We also quantified mRNA transcriptome wide using Affymetrix microarrays. We found that miR-92a targets with the 3′ motif (Figure 4B) were significantly upregulated after miR-92a depletion compared to genes not identified as miR-92a targets by CLASH (p < 1 × 10−6; Figures 5D and S5). Furthermore, mRNAs predicted to base pair with the 3′ end of miR-92a only (Figure 3B, cluster IV) are upregulated with respect to nontarget genes (p < 1 × 10−5). Although genes containing a miR-92a 7-mer seed match were upregulated relative to control, genes containing both a seed match and a cluster IV CLASH target were upregulated twice as highly (p = 0.003). Finally, genes containing a cluster IV CLASH target and no seed match were upregulated relative to genes containing neither a CLASH target nor a seed match (p = 0.007).

Figure S5.

Figure S5

Experimental Validation of CLASH Identified miR-92a Targets, Related to Figure 5

Changes in mRNA abundance upon miR-92a depletion in PTH-AGO1-HEK293 cells, measured by Affymetrix microarrays. The performance of various classes of miR-92a targets identified in CLASH analyses, and targets containing the miR-92a motif, are compared to transcripts containing a match to the miR-92a 7-mer seed sequence (positive control), to random transcripts, and to targets lacking a match to the miR-92a 7-mer seed (negative control). The left and right edge of the box represent 25th and 75th percentile, respectively. The ends of the whiskers show the minimum and maximum values of the data.

The CLASH data therefore identify a group of miRNAs that preferentially interact with their targets using nonseed regions. Nonseed interactions have statistically significant but only modest effects on mRNA stability and/or translation.

miRNAs Target ncRNAs

AGO was previously shown to associate with a wide range of RNA species (Burroughs et al., 2011). We reproducibly recovered chimeras between a subset of miRNAs and other miRNAs, tRNAs, snRNAs, lincRNAs, and rRNAs (Figure 1D). As initial validation of non-mRNA interactions, we assessed the effects of miR-92a depletion on the lincRNA AC012652-2 (Figure 6A). Depletion of miR-92a resulted in upregulation of the lincRNA to an extent similar to validated mRNA targets, supporting their functional interaction.

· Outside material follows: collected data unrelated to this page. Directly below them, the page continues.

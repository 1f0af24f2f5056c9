//! Exact cosine over every reference/candidate pair

use super::{MatchCandidate, SimilarityStrategy, VectorSpace};
use crate::vector_math::similarity_matrix;
use preprintbot_common::errors::Result;
use preprintbot_common::recommendations::MatchMethod;

/// Full similarity matrix, reduced to the best reference per candidate vector.
///
/// Only the per-vector maximum can influence a paper's max-pooled score, so
/// the other pairs are not returned.
#[derive(Debug, Clone, Copy, Default)]
pub struct ExactCosine;

impl SimilarityStrategy for ExactCosine {
    fn method(&self) -> MatchMethod {
        MatchMethod::Exact
    }

    fn find_matches(
        &self,
        references: &VectorSpace,
        candidates: &VectorSpace,
    ) -> Result<Vec<MatchCandidate>> {
        let matrix = similarity_matrix(&references.units, &candidates.units)?;

        let mut matches = Vec::with_capacity(candidates.len());
        for (column, candidate) in candidates.sources.iter().enumerate() {
            // Strictly greater keeps the first reference on ties
            let mut best: Option<(usize, f32)> = None;
            for (row, scores) in matrix.iter().enumerate() {
                let score = scores[column];
                if best.map_or(true, |(_, s)| score > s) {
                    best = Some((row, score));
                }
            }

            if let Some((row, score)) = best {
                matches.push(MatchCandidate {
                    candidate_paper_id: candidate.paper_id,
                    score,
                    reference: references.sources[row],
                    candidate: *candidate,
                    approximate: false,
                });
            }
        }

        Ok(matches)
    }
}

Notably, recent work by the Rajewsky and Kjems groups has identified a lncRNA (CDR1as) that acts as an endogenous sponge for miR-7 (Hansen et al., 2013; Memczak et al., 2013). Hybrids between miR-7 and the CDR1as transcript were identified in our analysis (data not shown) supporting the presence of this interaction in vivo.

Figure 6.

Figure 6

Examples of Interactions between miRNAs and Non-mRNA Targets

(A) Experimentally validated, reproducible interaction between miR-92a and lincRNA AC012652-2 with canonical seed match. Change in the expression level of the lincRNA upon miR-92a inhibition was estimated by qRT-PCR. The error bar represents SE from three biological replicate experiments.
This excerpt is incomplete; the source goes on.